A Flea's Enemy

A Flea’s Enemy

A Flea's EnemyDon’t you just hate those pesky fleas that bite and irritate your pet (and you) after being outdoors? This is a very unpleasant part of owning a pet, but of course not all pets acquire these little guys. Most pet owners will load up on that flea product, collars, powders and more. But, did you know that these could pose a danger to your pets as well as other members of your household? Pregnant women and children that are constantly snuggling up and wrapping around your pet, are susceptible. There is also the fear that you are applying too much product to your pet, or even mixing it up and using it on your cat. Either of these scenarios can be very dangerous and deadly to your pet.

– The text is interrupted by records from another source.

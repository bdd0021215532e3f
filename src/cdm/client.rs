//! Rubrik CDM Client
//!
//! Main client for interacting with the cluster REST API, combining the
//! resolved connection context and the HTTP plumbing.

use super::auth::ConnectionContext;
use super::error::{CdmError, CdmResult};
use super::http::{ApiVersion, CdmHttpClient, Method};
use serde::de::DeserializeOwned;
use serde::Deserialize;
use serde_json::Value;

/// Standard Rubrik list envelope. Collection endpoints wrap their results
/// in a `data` array with a `total` count.
#[derive(Debug, Clone, Deserialize)]
pub struct ListEnvelope<T> {
    #[serde(default = "Vec::new")]
    pub data: Vec<T>,
    #[serde(default)]
    pub total: Option<u64>,
}

/// Main Rubrik CDM client
#[derive(Clone)]
pub struct CdmClient {
    pub context: ConnectionContext,
    http: CdmHttpClient,
    base_url: String,
}

impl CdmClient {
    /// Create a client for `https://{node_ip}/api`.
    pub fn new(context: ConnectionContext) -> CdmResult<Self> {
        let base_url = format!("https://{}/api", context.node_ip);
        Self::with_base_url(context, base_url)
    }

    /// Create a client against an explicit base URL. Used by tests and by
    /// lab clusters fronted by a plain-HTTP proxy.
    pub fn with_base_url(context: ConnectionContext, base_url: impl Into<String>) -> CdmResult<Self> {
        let http = CdmHttpClient::new(&context)?;
        Ok(Self {
            context,
            http,
            base_url: base_url.into(),
        })
    }

    /// Build a full API URL from an `(api_version, endpoint)` pair. The
    /// endpoint must carry its leading slash, e.g. `/cluster/me`.
    pub fn api_url(&self, version: ApiVersion, endpoint: &str) -> String {
        format!("{}/{}{}", self.base_url, version, endpoint)
    }

    /// GET an endpoint and return the parsed JSON body verbatim.
    pub async fn get(&self, version: ApiVersion, endpoint: &str) -> CdmResult<Value> {
        self.http
            .request(&self.context, Method::Get, &self.api_url(version, endpoint), None)
            .await
    }

    /// POST a JSON body to an endpoint.
    pub async fn post(&self, version: ApiVersion, endpoint: &str, body: &Value) -> CdmResult<Value> {
        self.http
            .request(
                &self.context,
                Method::Post,
                &self.api_url(version, endpoint),
                Some(body),
            )
            .await
    }

    /// PATCH a JSON body onto an endpoint.
    pub async fn patch(&self, version: ApiVersion, endpoint: &str, body: &Value) -> CdmResult<Value> {
        self.http
            .request(
                &self.context,
                Method::Patch,
                &self.api_url(version, endpoint),
                Some(body),
            )
            .await
    }

    /// DELETE an endpoint.
    pub async fn delete(&self, version: ApiVersion, endpoint: &str) -> CdmResult<Value> {
        self.http
            .request(
                &self.context,
                Method::Delete,
                &self.api_url(version, endpoint),
                None,
            )
            .await
    }

    /// GET an absolute URL, e.g. a job-status link returned by an
    /// asynchronous mutating call.
    pub async fn get_url(&self, url: &str) -> CdmResult<Value> {
        self.http
            .request(&self.context, Method::Get, url, None)
            .await
    }

    /// GET a collection endpoint and deserialize its `data` array into
    /// typed summaries. Deserialization happens once, here at the HTTP
    /// boundary; modules never index into raw JSON for lookups.
    pub async fn get_list<T: DeserializeOwned>(
        &self,
        version: ApiVersion,
        endpoint: &str,
    ) -> CdmResult<Vec<T>> {
        let body = self.get(version, endpoint).await?;
        let envelope: ListEnvelope<T> = serde_json::from_value(body)
            .map_err(|e| CdmError::InvalidResponse(format!("{} for {}", e, endpoint)))?;
        Ok(envelope.data)
    }
}

#[cfg(test)]
mod tests {
    use super::*;
    use crate::cdm::auth::{Credentials, ConnectionContext};

    fn test_context() -> ConnectionContext {
        ConnectionContext::resolve_with(
            Credentials {
                node_ip: Some("10.255.1.10".to_string()),
                username: Some("admin".to_string()),
                password: Some("pw".to_string()),
                api_token: None,
            },
            Credentials::default(),
            Credentials::default(),
        )
        .unwrap()
    }

    #[test]
    fn api_url_templates_version_and_endpoint() {
        let client = CdmClient::new(test_context()).unwrap();
        assert_eq!(
            client.api_url(ApiVersion::V1, "/cluster/me"),
            "https://10.255.1.10/api/v1/cluster/me"
        );
        assert_eq!(
            client.api_url(ApiVersion::Internal, "/managed_volume?name=mv1"),
            "https://10.255.1.10/api/internal/managed_volume?name=mv1"
        );
    }

    #[test]
    fn list_envelope_tolerates_missing_total() {
        let envelope: ListEnvelope<String> =
            serde_json::from_str(r#"{"data": ["a", "b"]}"#).unwrap();
        assert_eq!(envelope.data.len(), 2);
        assert_eq!(envelope.total, None);
    }
}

There is a non-toxic flea deterrent that could solve those problems. It won’t kill fleas but might repel them, because fleas dislike the smell and taste of it. Make a solution out of equal parts of apple cider vinegar and water. Try using the raw, organic type. Place this mixture in a spray bottle and spritz it on your pet before you toss him outdoors. You might even spray his bedding and perhaps add a few drops of dog-safe essential oils to it. Geranium, lemongrass, lavender, neem and catnip oil are good deterrent choices for tick, mosquitos and other pests. Using as a deterrent for fleas is not the only way that apple cider vinegar can be used. Try adding 1 tsp. of the vinegar per every 20 pounds of dog weight in the food, and pour a little diluted apple cider vinegar over your pet during bath time as a flea-preventive, by using 1 cup of vinegar to 1 gallon of water. Do NOT rinse after applying at the end of the bath.

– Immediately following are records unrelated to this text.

//! rbkctl CLI
//!
//! One subcommand per resource module. Each invocation resolves
//! credentials, runs exactly one module against the cluster, prints the
//! `{changed, response}` result document as JSON on stdout, and exits 0
//! on success (including no-op) or non-zero with an error message.

use anyhow::Result;
use clap::{Parser, Subcommand, ValueEnum};
use rbkctl::cdm::auth::{ConnectionContext, Credentials};
use rbkctl::cdm::client::CdmClient;
use rbkctl::config::ProviderConfig;
use rbkctl::modules::{
    self, archival_target::ArchivalTargetParams, assign_sla::AssignSlaParams,
    cluster_info::ClusterInfoParams, cluster_settings::DnsServersParams,
    cluster_settings::NtpServersParams, cluster_settings::TimezoneParams,
    fileset::FilesetParams, job_status::JobStatusParams, live_mount::LiveMountParams,
    live_mount::LiveUnmountParams, managed_volume::ManagedVolumeParams,
    on_demand_snapshot::OnDemandSnapshotParams, physical_host::PhysicalHostParams,
    ModuleOutcome,
};
use std::path::PathBuf;
use std::time::Duration;
use tracing::Level;
use tracing_subscriber::fmt::writer::MakeWriterExt;

/// Version injected at compile time via RBKCTL_VERSION env var (set by CI/CD),
/// or "dev" for local builds.
pub const VERSION: &str = match option_env!("RBKCTL_VERSION") {
    Some(v) => v,
    None => "dev",
};

/// Declarative configuration for Rubrik CDM clusters
#[derive(Parser, Debug)]
#[command(name = "rbkctl", version = VERSION, about, long_about = None)]
struct Args {
    #[command(flatten)]
    connection: ConnectionArgs,

    /// Log level for debugging
    #[arg(long, value_enum, default_value = "off", global = true)]
    log_level: LogLevel,

    #[command(subcommand)]
    command: Command,
}

#[derive(clap::Args, Debug)]
struct ConnectionArgs {
    /// DNS hostname or IP address of the Rubrik cluster
    #[arg(long, global = true)]
    node_ip: Option<String>,

    /// Username used to authenticate the connection
    #[arg(long, global = true)]
    username: Option<String>,

    /// Password used to authenticate the connection
    #[arg(long, global = true)]
    password: Option<String>,

    /// API token used instead of a username/password pair
    #[arg(long, global = true)]
    api_token: Option<String>,

    /// Path to a provider config file; defaults to the user config dir
    #[arg(long, global = true)]
    provider: Option<PathBuf>,

    /// Accept invalid TLS certificates (compatibility mode for clusters
    /// still running self-signed certificates)
    #[arg(long, global = true)]
    insecure: bool,

    /// Per-request timeout in seconds
    #[arg(long, global = true, default_value_t = 15)]
    timeout: u64,
}

#[derive(Subcommand, Debug)]
enum Command {
    /// Register or delete a physical host
    PhysicalHost(PhysicalHostParams),
    /// Create or converge a fileset template
    Fileset(FilesetParams),
    /// Assign an SLA domain to a vSphere VM
    AssignSla(AssignSlaParams),
    /// Take an on-demand snapshot of a vSphere VM
    OnDemandSnapshot(OnDemandSnapshotParams),
    /// Live mount a vSphere VM snapshot
    LiveMount(LiveMountParams),
    /// Unmount a live-mounted clone
    LiveUnmount(LiveUnmountParams),
    /// Begin or end a managed volume snapshot window
    ManagedVolume(ManagedVolumeParams),
    /// Add an AWS S3 archival location
    ArchivalTarget(ArchivalTargetParams),
    /// Configure the cluster DNS nameservers
    ConfigureDns(DnsServersParams),
    /// Configure the cluster NTP servers
    ConfigureNtp(NtpServersParams),
    /// Configure the cluster timezone
    ConfigureTimezone(TimezoneParams),
    /// Gather read-only cluster facts
    ClusterInfo(ClusterInfoParams),
    /// Check or poll an asynchronous job by its job-status URL
    JobStatus(JobStatusParams),
}

#[derive(Debug, Clone, Copy, ValueEnum)]
enum LogLevel {
    Off,
    Error,
    Warn,
    Info,
    Debug,
    Trace,
}

impl LogLevel {
    fn to_tracing_level(self) -> Option<Level> {
        match self {
            LogLevel::Off => None,
            LogLevel::Error => Some(Level::ERROR),
            LogLevel::Warn => Some(Level::WARN),
            LogLevel::Info => Some(Level::INFO),
            LogLevel::Debug => Some(Level::DEBUG),
            LogLevel::Trace => Some(Level::TRACE),
        }
    }
}

/// Logs go to a file so stdout stays a clean JSON result channel.
fn setup_logging(level: LogLevel) -> Option<tracing_appender::non_blocking::WorkerGuard> {
    let Some(tracing_level) = level.to_tracing_level() else {
        return None;
    };

    let log_path = get_log_path();

    if let Some(parent) = log_path.parent() {
        let _ = std::fs::create_dir_all(parent);
    }

    let file = std::fs::OpenOptions::new()
        .create(true)
        .append(true)
        .open(&log_path)
        .expect("Failed to open log file");

    let (non_blocking, guard) = tracing_appender::non_blocking(file);

    tracing_subscriber::fmt()
        .with_max_level(tracing_level)
        .with_writer(non_blocking.with_max_level(tracing_level))
        .with_ansi(false)
        .with_target(true)
        .with_thread_ids(false)
        .with_file(true)
        .with_line_number(true)
        .init();

    tracing::info!("rbkctl started with log level: {:?}", level);
    tracing::info!("Log file: {:?}", log_path);

    Some(guard)
}

fn get_log_path() -> PathBuf {
    if let Some(config_dir) = dirs::config_dir() {
        return config_dir.join("rbkctl").join("rbkctl.log");
    }
    if let Some(home) = dirs::home_dir() {
        return home.join(".rbkctl").join("rbkctl.log");
    }
    PathBuf::from("rbkctl.log")
}

#[tokio::main]
async fn main() -> Result<()> {
    let args = Args::parse();

    let _log_guard = setup_logging(args.log_level);

    let outcome = run(&args).await?;
    println!("{}", serde_json::to_string_pretty(&outcome)?);

    Ok(())
}

async fn run(args: &Args) -> Result<ModuleOutcome> {
    let explicit = Credentials {
        node_ip: args.connection.node_ip.clone(),
        username: args.connection.username.clone(),
        password: args.connection.password.clone(),
        api_token: args.connection.api_token.clone(),
    };

    let provider = match &args.connection.provider {
        Some(path) => ProviderConfig::load_from(path)?,
        None => ProviderConfig::load(),
    };

    let context = ConnectionContext::resolve(explicit, provider.credentials())?
        .with_insecure_tls(args.connection.insecure)
        .with_timeout(Duration::from_secs(args.connection.timeout));
    let client = CdmClient::new(context)?;

    let outcome = match &args.command {
        Command::PhysicalHost(params) => modules::physical_host::run(&client, params).await?,
        Command::Fileset(params) => modules::fileset::run(&client, params).await?,
        Command::AssignSla(params) => modules::assign_sla::run(&client, params).await?,
        Command::OnDemandSnapshot(params) => {
            modules::on_demand_snapshot::run(&client, params).await?
        }
        Command::LiveMount(params) => modules::live_mount::run_mount(&client, params).await?,
        Command::LiveUnmount(params) => modules::live_mount::run_unmount(&client, params).await?,
        Command::ManagedVolume(params) => modules::managed_volume::run(&client, params).await?,
        Command::ArchivalTarget(params) => modules::archival_target::run(&client, params).await?,
        Command::ConfigureDns(params) => modules::cluster_settings::run_dns(&client, params).await?,
        Command::ConfigureNtp(params) => modules::cluster_settings::run_ntp(&client, params).await?,
        Command::ConfigureTimezone(params) => {
            modules::cluster_settings::run_timezone(&client, params).await?
        }
        Command::ClusterInfo(params) => modules::cluster_info::run(&client, params).await?,
        Command::JobStatus(params) => modules::job_status::run(&client, params).await?,
    };

    Ok(outcome)
}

If you absolutely can’t stand the smell of vinegar, try citrus juice instead. Maybe some fresh-squeezed lemon, orange or grapefruit juice, but be careful to avoid the eyes. Also, keep in mind that lemon juice can lighten dark fur. You’ll want to feed your pet a balanced, species-appropriate fresh-foot diet, as this will help keep the immune system functioning optimally. Fleas are definitely attracted to unhealthy pets, so keep yours healthy and less of a target. You also need to avoid exposure to immune-system stressors like environmental chemicals, medications, vaccinations and electromagnetic fields. Vacuum often and wash that pet bedding, throw rugs and bed linens frequently. If you think you might have fleas in the house, vacuum thoroughly and empty the canister immediately. Keeping your yard tidy and mowed while removing tall grass and weed, will also help with fleas and other insects.

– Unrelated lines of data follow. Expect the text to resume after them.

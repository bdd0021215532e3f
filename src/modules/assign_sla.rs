//! SLA domain assignment
//!
//! Assigns an SLA domain to a vSphere VM. Idempotent on the VM's
//! `configuredSlaDomainId` already pointing at the requested domain.

use super::common::{lookup_sla_domain, lookup_vm};
use super::ModuleOutcome;
use crate::cdm::client::CdmClient;
use crate::cdm::error::CdmResult;
use crate::cdm::http::ApiVersion;
use serde_json::json;

#[derive(Debug, Clone, clap::Args)]
pub struct AssignSlaParams {
    /// Name of the SLA domain to assign
    #[arg(long = "sla-domain", alias = "sla")]
    pub sla_domain_name: String,

    /// Name of the vSphere VM to protect
    #[arg(long = "vm", alias = "vsphere-vm-name")]
    pub vsphere_vm_name: String,
}

pub async fn run(client: &CdmClient, params: &AssignSlaParams) -> CdmResult<ModuleOutcome> {
    let vm = lookup_vm(client, &params.vsphere_vm_name).await?;
    let proposed = lookup_sla_domain(client, &params.sla_domain_name).await?;

    if vm.configured_sla_domain_id.as_deref() == Some(proposed.id.as_str()) {
        return Ok(ModuleOutcome::unchanged(format!(
            "No change required. The vSphere VM '{}' is already configured with the '{}' SLA Domain.",
            params.vsphere_vm_name, params.sla_domain_name
        )));
    }

    let body = json!({ "configuredSlaDomainId": proposed.id });
    let response = client
        .patch(ApiVersion::V1, &format!("/vmware/vm/{}", vm.id), &body)
        .await?;

    Ok(ModuleOutcome::changed(response))
}
//! Error taxonomy for Rubrik CDM API interactions.
//!
//! Every variant is fatal for the invoking module run: nothing in this
//! crate retries a failed request. The messages follow the wording the
//! cluster tooling has always surfaced to operators.

use std::time::Duration;
use thiserror::Error;

/// Errors produced by the CDM client and the resource modules.
#[derive(Error, Debug)]
pub enum CdmError {
    /// No usable combination of node address and auth material after
    /// merging all credential sources.
    #[error("The Rubrik login credentials are missing. Verify the correct environment variables are present or provide them through the CLI or the provider config file.")]
    CredentialsMissing,

    /// Network unreachable, TLS failure, or per-request timeout. Carries
    /// only transport detail, never cluster data.
    #[error("Unable to establish a connection to the Rubrik cluster: {0}")]
    ConnectionFailed(String),

    /// The cluster answered with a non-2xx status. The raw response body
    /// is surfaced verbatim as the failure message.
    #[error("The Rubrik cluster returned a {status} error: {body}")]
    ApiCall { status: u16, body: String },

    /// A named lookup matched nothing.
    #[error("{0}")]
    ResourceNotFound(String),

    /// A named lookup matched more than one object and no supplied filter
    /// disambiguates.
    #[error("{0}")]
    AmbiguousMatch(String),

    /// A polled job reached a terminal non-success status.
    #[error("The Rubrik job finished with status {status}: {body}")]
    JobFailed { status: String, body: String },

    /// The polling bound expired before the job reached a terminal status.
    #[error("The Rubrik job did not reach a terminal status within {0:?}")]
    JobTimeout(Duration),

    /// The response body was not the JSON shape the endpoint documents.
    #[error("Unexpected response from the Rubrik cluster: {0}")]
    InvalidResponse(String),

    /// A module parameter failed validation before any request was issued.
    #[error("{0}")]
    InvalidParameter(String),
}

pub type CdmResult<T> = Result<T, CdmError>;

#[cfg(test)]
mod tests {
    use super::*;

    #[test]
    fn api_call_error_carries_raw_body() {
        let err = CdmError::ApiCall {
            status: 422,
            body: r#"{"message":"Host already registered"}"#.to_string(),
        };
        let rendered = err.to_string();
        assert!(rendered.contains("422"));
        assert!(rendered.contains("Host already registered"));
    }

    #[test]
    fn job_failed_error_names_the_status() {
        let err = CdmError::JobFailed {
            status: "FAILED".to_string(),
            body: "{}".to_string(),
        };
        assert!(err.to_string().contains("FAILED"));
    }
}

If you think fleas are just a nuisance, you are badly mistaken. They can quickly multiply into an infestation on your pet AND in your home. Up to 50 eggs a day can be laid by one single female flea. Fleas are related to ants and beetles that feed on blood, so their bites can lead to irritation and skin allergies. These pesky fleas can also transmit tapeworms.

Don’t panic if you find fleas on your pet, as they do not hold on to their fur. A dip in a warm bath water will cause many of them to fall off. Adding that apple cider vinegar to the water will help get rid of those fleas. Place your pet on a light-colored towel to catch any fleas that fall off and dip the comb into a bowl of soapy water after each swipe. Repeat the bath and combing routine until you are confident all fleas have been removed. It might actually take several days to accomplish this, but be vigilant about that vacuuming and washing your pet’s bedding. A relaxing massage for your pet at night is also another way to recognize if your pet has any fleas and will help to further bond with her or him. Keep on top of the problem before you are overwhelmed with these little pests, and enjoy that loving and devoted pet that depends on you!